Wouldn’t this make a gorgeous vintage bathroom vanity?  I can just see it with a beautiful vessel sink and an amazing faucet.  The two narrow drawers would be perfect for make-up and brushes… and there’s a ton of space inside the center doors to house all your cleaners…  Waaah ~ I want to keep it.

I love all the detail in this buffet.  The craftsmanship of these old pieces blows me away and the feet are awesome!  I wonder what they were thinking when they designed furniture way back when? 

I really do love these colors together.  How can you go wrong with this combo?  I love these products so much I became a retailer for CeCe Caldwell’s Paints.  You can check out my other creations or purchase your own paints on my blog here.  

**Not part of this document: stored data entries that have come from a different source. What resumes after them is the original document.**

//! Committed command model.
//!
//! A [`TextChange`] is the smallest undoable unit: the span that was
//! replaced, the text that used to occupy it, and the text that replaced it.
//! Offsets are byte offsets into the document as it was *before* the change
//! applied, so `end - start` is the length of the replaced text and
//! `start..start + inserted.len()` is the span the change occupies
//! afterwards. Only fully-formed changes exist at this level; accumulation
//! happens in the coalescer, and `Coalescer::take_pending` refuses to
//! produce a change without a recorded span. That makes the "invalid
//! command" failure mode of the original design unrepresentable here.
//!
//! [`Command`] tags a change as atomic or compound. Compound children are
//! stored in the order they were applied; undo walks them backwards.

use core_document::{DocumentError, TextSource};

/// A replaced range plus the text that was there and the text that
/// replaced it.
#[derive(Debug, Clone, PartialEq, Eq)]
pub struct TextChange {
    pub start: usize,
    pub end: usize,
    pub inserted: String,
    pub replaced: String,
}

impl TextChange {
    /// Length of the text this change removed from the document.
    pub fn replaced_len(&self) -> usize {
        self.end - self.start
    }

    /// Apply in the forward (redo) direction: the original span becomes the
    /// inserted text.
    fn apply_forward<S: TextSource>(&self, source: &mut S) -> Result<(), DocumentError> {
        source.replace_range(self.start, self.replaced_len(), &self.inserted)
    }

    /// Apply in the backward (undo) direction: the inserted span becomes the
    /// replaced text again.
    fn apply_backward<S: TextSource>(&self, source: &mut S) -> Result<(), DocumentError> {
        source.replace_range(self.start, self.inserted.len(), &self.replaced)
    }
}

/// A committed undoable/redoable unit.
#[derive(Debug, Clone, PartialEq, Eq)]
pub enum Command {
    Atomic(TextChange),
    /// Bracketed multi-step edit; children in application order, undone and
    /// redone as one unit.
    Compound(Vec<TextChange>),
}

impl Command {
    /// Revert this command on `source`. For compounds, children after the
    /// first are reverted raw in reverse order and only the first child's
    /// undo moves the selection, so the caret jumps once rather than once
    /// per child.
    pub(crate) fn undo<S: TextSource>(&self, source: &mut S) -> Result<(), DocumentError> {
        match self {
            Command::Atomic(change) => {
                change.apply_backward(source)?;
                source.set_selection(change.start, change.replaced.len());
                Ok(())
            }
            Command::Compound(children) => {
                for child in children.iter().skip(1).rev() {
                    child.apply_backward(source)?;
                }
                if let Some(first) = children.first() {
                    first.apply_backward(source)?;
                    source.set_selection(first.start, first.replaced.len());
                }
                Ok(())
            }
        }
    }

    /// Re-apply this command on `source`. Compound redo replays children
    /// forward and selects the union span of the whole edit.
    pub(crate) fn redo<S: TextSource>(&self, source: &mut S) -> Result<(), DocumentError> {
        match self {
            Command::Atomic(change) => {
                change.apply_forward(source)?;
                source.set_selection(change.start, change.inserted.len());
                Ok(())
            }
            Command::Compound(children) => {
                for child in children {
                    child.apply_forward(source)?;
                }
                let mut span: Option<(usize, usize)> = None;
                for child in children {
                    let (s, e) = (child.start, child.start + child.inserted.len());
                    span = Some(match span {
                        None => (s, e),
                        Some((a, b)) => (a.min(s), b.max(e)),
                    });
                }
                if let Some((s, e)) = span {
                    source.set_selection(s, e - s);
                }
                Ok(())
            }
        }
    }
}

#[cfg(test)]
mod tests {
    use super::*;

    fn change(start: usize, end: usize, inserted: &str, replaced: &str) -> TextChange {
        TextChange {
            start,
            end,
            inserted: inserted.to_string(),
            replaced: replaced.to_string(),
        }
    }

    #[test]
    fn atomic_round_trip() {
        let cmd = Command::Atomic(change(1, 3, "XYZ", "bc"));
        let mut text = String::from("aXYZd");
        cmd.undo(&mut text).unwrap();
        assert_eq!(text, "abcd");
        cmd.redo(&mut text).unwrap();
        assert_eq!(text, "aXYZd");
    }

    #[test]
    fn atomic_pure_insert_round_trip() {
        let cmd = Command::Atomic(change(2, 2, "..", ""));
        let mut text = String::from("ab..cd");
        cmd.undo(&mut text).unwrap();
        assert_eq!(text, "abcd");
        cmd.redo(&mut text).unwrap();
        assert_eq!(text, "ab..cd");
    }

    #[test]
    fn compound_undo_walks_children_backwards() {
        // Applied forward: insert "12" at 0, then insert "34" at 4.
        let cmd = Command::Compound(vec![change(0, 0, "12", ""), change(4, 4, "34", "")]);
        let mut text = String::from("12ab34");
        cmd.undo(&mut text).unwrap();
        assert_eq!(text, "ab");
        cmd.redo(&mut text).unwrap();
        assert_eq!(text, "12ab34");
    }

    #[test]
    fn compound_redo_error_reports_without_panic() {
        let cmd = Command::Compound(vec![change(50, 50, "x", "")]);
        let mut text = String::from("short");
        assert!(cmd.redo(&mut text).is_err());
        assert_eq!(text, "short");
    }

    #[test]
    fn stale_undo_surfaces_error() {
        let cmd = Command::Atomic(change(0, 0, "hello", ""));
        let mut text = String::from("hi");
        // Inserted span no longer fits the live text.
        assert!(cmd.undo(&mut text).is_err());
        assert_eq!(text, "hi");
    }
}
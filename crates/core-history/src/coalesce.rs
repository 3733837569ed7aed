//! Edit classification and coalescing.
//!
//! The change detector reports shape only: `{offset, deleted, inserted}`.
//! This module decides which consecutive edits belong to the same logical
//! user action and merges them into one in-progress command:
//!
//! - typing runs: single-grapheme insertions at strictly contiguous offsets,
//!   plus whitespace runs following a line break (auto-indent shape);
//! - backspace runs: single-unit deletions each ending where the previous
//!   one started (the span grows backwards);
//! - forward-delete runs: single-unit deletions repeating at the same
//!   position (the span grows forwards);
//! - overwrite runs: contiguous one-for-one replacements.
//!
//! Everything else (pastes, selection deletes, multi-character
//! replacements) commits the in-progress command and becomes a standalone
//! command immediately; those are never merged with anything.
//!
//! "Single character" means one grapheme cluster or one recognized line
//! delimiter, so an emoji or combining sequence removed in one input event
//! behaves like a length-1 delete. Contiguity arithmetic stays in byte
//! offsets.
//!
//! All transient state lives in [`CoalescingState`], owned by exactly one
//! [`Coalescer`] per manager; nothing here touches the document.

use crate::command::TextChange;
use core_document::grapheme;
use tracing::trace;

/// Recognized line delimiters, longest first so `\r\n` wins over `\r`.
pub const LINE_DELIMITERS: [&str; 3] = ["\r\n", "\n", "\r"];

/// True if `text` is exactly one recognized line delimiter.
pub fn is_line_delimiter(text: &str) -> bool {
    LINE_DELIMITERS.contains(&text)
}

/// True if `text` starts with a line delimiter and everything after it is
/// spaces or tabs. This is the shape auto-indent produces; it extends a
/// typing run instead of breaking it.
pub fn is_whitespace_run(text: &str) -> bool {
    for delim in LINE_DELIMITERS {
        if let Some(rest) = text.strip_prefix(delim) {
            return rest.chars().all(|c| c == ' ' || c == '\t');
        }
    }
    false
}

fn is_single_unit(text: &str) -> bool {
    is_line_delimiter(text) || grapheme::is_single(text)
}

/// Transient coalescing state. One instance per manager; logically owned by
/// whichever command is currently being built.
#[derive(Debug, Default)]
pub struct CoalescingState {
    /// Characters accumulated by the in-progress insertion/overwrite run.
    pub(crate) insert_buf: String,
    /// Characters deleted by the in-progress delete/overwrite run, in
    /// document order.
    pub(crate) replace_buf: String,
    /// In a typing/whitespace run.
    pub(crate) inserting: bool,
    /// In an overwrite run.
    pub(crate) overwriting: bool,
    /// Span of the last single-unit deletion, used to tell repeated
    /// backspace from repeated forward delete.
    pub(crate) previous_delete: Option<(usize, usize)>,
}

/// Offsets of the in-progress command. Unset until an edit opens one.
#[derive(Debug, Default, Clone, Copy)]
struct PendingSpan {
    start: Option<usize>,
    end: Option<usize>,
}

/// Stateful classifier. Feed it edit descriptors; it hands back commands
/// that became committed as a side effect, and holds the still-open command
/// until a discontinuity (or an explicit [`Coalescer::take_pending`])
/// closes it.
#[derive(Debug)]
pub struct Coalescer {
    state: CoalescingState,
    pending: PendingSpan,
    coalesce_whitespace: bool,
}

impl Default for Coalescer {
    fn default() -> Self {
        Self::new(true)
    }
}

impl Coalescer {
    pub fn new(coalesce_whitespace: bool) -> Self {
        Self {
            state: CoalescingState::default(),
            pending: PendingSpan::default(),
            coalesce_whitespace,
        }
    }

    /// True if an in-progress command with accumulated text exists.
    pub fn has_pending(&self) -> bool {
        self.pending.start.is_some()
            && (!self.state.insert_buf.is_empty() || !self.state.replace_buf.is_empty())
    }

    /// Close and return the in-progress command, if any. Always resets the
    /// transient mode flags and the previous-delete shadow, so the next edit
    /// starts a fresh command rather than merging with history.
    pub fn take_pending(&mut self) -> Option<TextChange> {
        self.state.inserting = false;
        self.state.overwriting = false;
        self.state.previous_delete = None;
        let span = std::mem::take(&mut self.pending);
        let inserted = std::mem::take(&mut self.state.insert_buf);
        let replaced = std::mem::take(&mut self.state.replace_buf);
        match (span.start, span.end) {
            (Some(start), Some(end)) if !inserted.is_empty() || !replaced.is_empty() => {
                Some(TextChange {
                    start,
                    end,
                    inserted,
                    replaced,
                })
            }
            _ => None,
        }
    }

    /// Drop all transient state without producing a command.
    pub fn reset(&mut self) {
        self.state = CoalescingState::default();
        self.pending = PendingSpan::default();
    }

    /// Classify one edit descriptor. Returned commands became committed as a
    /// result (at most two: the closed previous run plus a standalone edit).
    pub fn process(&mut self, offset: usize, deleted: &str, inserted: &str) -> Vec<TextChange> {
        let mut committed = Vec::new();
        match (deleted.is_empty(), inserted.is_empty()) {
            (true, true) => {}
            (true, false) => self.insertion(offset, inserted, &mut committed),
            (false, true) => self.deletion(offset, deleted, &mut committed),
            (false, false) => self.replacement(offset, deleted, inserted, &mut committed),
        }
        committed
    }

    fn commit_into(&mut self, out: &mut Vec<TextChange>) {
        if let Some(change) = self.take_pending() {
            out.push(change);
        }
    }

    fn insertion(&mut self, offset: usize, inserted: &str, out: &mut Vec<TextChange>) {
        let typing = is_single_unit(inserted)
            || (self.coalesce_whitespace && is_whitespace_run(inserted));
        if typing {
            let contiguous = self.state.inserting
                && self
                    .pending
                    .start
                    .is_some_and(|s| offset == s + self.state.insert_buf.len());
            if !contiguous {
                self.commit_into(out);
                self.pending.start = Some(offset);
                self.pending.end = Some(offset);
                self.state.inserting = true;
                trace!(target: "history.coalesce", offset, "typing_run_start");
            }
            self.state.insert_buf.push_str(inserted);
        } else {
            // Paste or programmatic insert: never merged.
            self.commit_into(out);
            trace!(target: "history.coalesce", offset, len = inserted.len(), "paste_standalone");
            out.push(TextChange {
                start: offset,
                end: offset,
                inserted: inserted.to_string(),
                replaced: String::new(),
            });
        }
    }

    fn deletion(&mut self, offset: usize, deleted: &str, out: &mut Vec<TextChange>) {
        let n = deleted.len();
        if is_single_unit(deleted) {
            match self.state.previous_delete {
                Some((ps, _)) if ps == offset => {
                    // Same position again: the DEL key eating forward. The
                    // previous unit's byte width is irrelevant here.
                    self.state.replace_buf.push_str(deleted);
                    self.pending.end = self.pending.end.map(|e| e + n);
                    trace!(target: "history.coalesce", offset, "forward_delete_run_extend");
                }
                Some((ps, _)) if ps == offset + n => {
                    // New deletion ends where the last one started: backspace.
                    self.state.replace_buf.insert_str(0, deleted);
                    self.pending.start = Some(offset);
                    trace!(target: "history.coalesce", offset, "backspace_run_extend");
                }
                _ => {
                    // First deletion in a run. Direction is unknowable yet;
                    // initialize backspace-style (growable backwards).
                    self.commit_into(out);
                    self.pending.start = Some(offset);
                    self.pending.end = Some(offset + n);
                    self.state.replace_buf.push_str(deleted);
                    trace!(target: "history.coalesce", offset, "delete_run_start");
                }
            }
            self.state.previous_delete = Some((offset, offset + n));
        } else {
            // Selection delete: standalone.
            self.commit_into(out);
            trace!(target: "history.coalesce", offset, len = n, "selection_delete_standalone");
            out.push(TextChange {
                start: offset,
                end: offset + n,
                inserted: String::new(),
                replaced: deleted.to_string(),
            });
        }
    }

    fn replacement(&mut self, offset: usize, deleted: &str, inserted: &str, out: &mut Vec<TextChange>) {
        let overwrite = grapheme::is_single(inserted) && is_single_unit(deleted);
        if overwrite {
            let contiguous = self.state.overwriting
                && self
                    .pending
                    .start
                    .is_some_and(|s| offset == s + self.state.insert_buf.len());
            if !contiguous {
                self.commit_into(out);
                self.pending.start = Some(offset);
                self.state.overwriting = true;
                trace!(target: "history.coalesce", offset, "overwrite_run_start");
            }
            self.state.insert_buf.push_str(inserted);
            self.state.replace_buf.push_str(deleted);
            // The span end lives in pre-edit coordinates: it must cover the
            // replaced text, whose byte width can differ from the inserted.
            self.pending.end = self
                .pending
                .start
                .map(|s| s + self.state.replace_buf.len());
        } else {
            // Typed or pasted replacement of a selection: standalone.
            self.commit_into(out);
            trace!(
                target: "history.coalesce",
                offset,
                deleted_len = deleted.len(),
                inserted_len = inserted.len(),
                "replacement_standalone"
            );
            out.push(TextChange {
                start: offset,
                end: offset + deleted.len(),
                inserted: inserted.to_string(),
                replaced: deleted.to_string(),
            });
        }
    }
}
//! Table declaration string
//!
//! Rendered once per connect and handed verbatim to the host:
//!
//! ```text
//! CREATE TABLE series (
//!     value INTEGER,
//!     start INTEGER HIDDEN
//! )
//! ```

use std::collections::HashSet;

use super::column::{Column, ColumnType};
use super::errors::{SchemaError, SchemaResult};

/// Checks a name and column list before anything is declared
pub fn validate(name: &str, columns: &[Column]) -> SchemaResult<()> {
    if !is_identifier(name) {
        return Err(SchemaError::invalid(format!("Invalid table name '{}'", name)));
    }
    if columns.is_empty() {
        return Err(SchemaError::invalid("Table function must declare at least one column")
            .with_table(name));
    }

    let mut seen = HashSet::with_capacity(columns.len());
    for column in columns {
        if !is_identifier(&column.name) {
            return Err(
                SchemaError::invalid(format!("Invalid column name '{}'", column.name))
                    .with_table(name),
            );
        }
        if let ColumnType::Custom(type_name) = &column.column_type {
            if !is_type_name(type_name) {
                return Err(SchemaError::invalid(format!(
                    "Invalid type name '{}' for column '{}'",
                    type_name, column.name
                ))
                .with_table(name));
            }
        }
        if !seen.insert(column.name.to_ascii_lowercase()) {
            return Err(
                SchemaError::invalid(format!("Duplicate column '{}'", column.name))
                    .with_table(name),
            );
        }
    }
    Ok(())
}

/// Renders the `CREATE TABLE` statement for a table function
pub fn create_table_sql(name: &str, columns: &[Column]) -> SchemaResult<String> {
    validate(name, columns)?;

    let mut sql = format!("CREATE TABLE {} (", name);
    let last = columns.len() - 1;
    for (i, column) in columns.iter().enumerate() {
        sql.push_str(&format!("\n    {} {}", column.name, column.column_type));
        if column.hidden {
            sql.push_str(" HIDDEN");
        }
        if i < last {
            sql.push(',');
        }
    }
    sql.push_str("\n)");
    Ok(sql)
}

fn is_identifier(s: &str) -> bool {
    let mut chars = s.chars();
    match chars.next() {
        Some(c) if c.is_ascii_alphabetic() || c == '_' => {}
        _ => return false,
    }
    chars.all(|c| c.is_ascii_alphanumeric() || c == '_')
}

/// Type names like `DATETIME` or `VARCHAR(20)`: starts with a letter, then
/// letters, digits, `_`, spaces and balanced parentheses. No separators.
fn is_type_name(s: &str) -> bool {
    if !s.starts_with(|c: char| c.is_ascii_alphabetic()) {
        return false;
    }
    let mut depth = 0usize;
    for c in s.chars() {
        match c {
            '(' => depth += 1,
            ')' => match depth.checked_sub(1) {
                Some(d) => depth = d,
                None => return false,
            },
            c if c.is_ascii_alphanumeric() || c == '_' || c == ' ' => {}
            _ => return false,
        }
    }
    depth == 0
}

Thanx for hanging with me ~ hope you enjoyed it.  Many, many, many mahalos to you Karen for allowing me to guest post for your AMAZINGLY COOL blog!

If you’d like to do something like this, now is a great time because while you were reading my post, I received my remaining shipment for the new CeCe Caldwell’s paint colors!  We now have all 36 new colors in stock.  Check out our large supply on my online shop here or stop by the Shizzle Design booth at Not So Shabby in West Michigan here.   You can also check out my other painted furniture on my BlogFacebook Page or Pinterest.  
Thanx again Karen!  I’ve had a great time here today!!    A hui hou,  Shelly 

Mahalo nui loa Shelly!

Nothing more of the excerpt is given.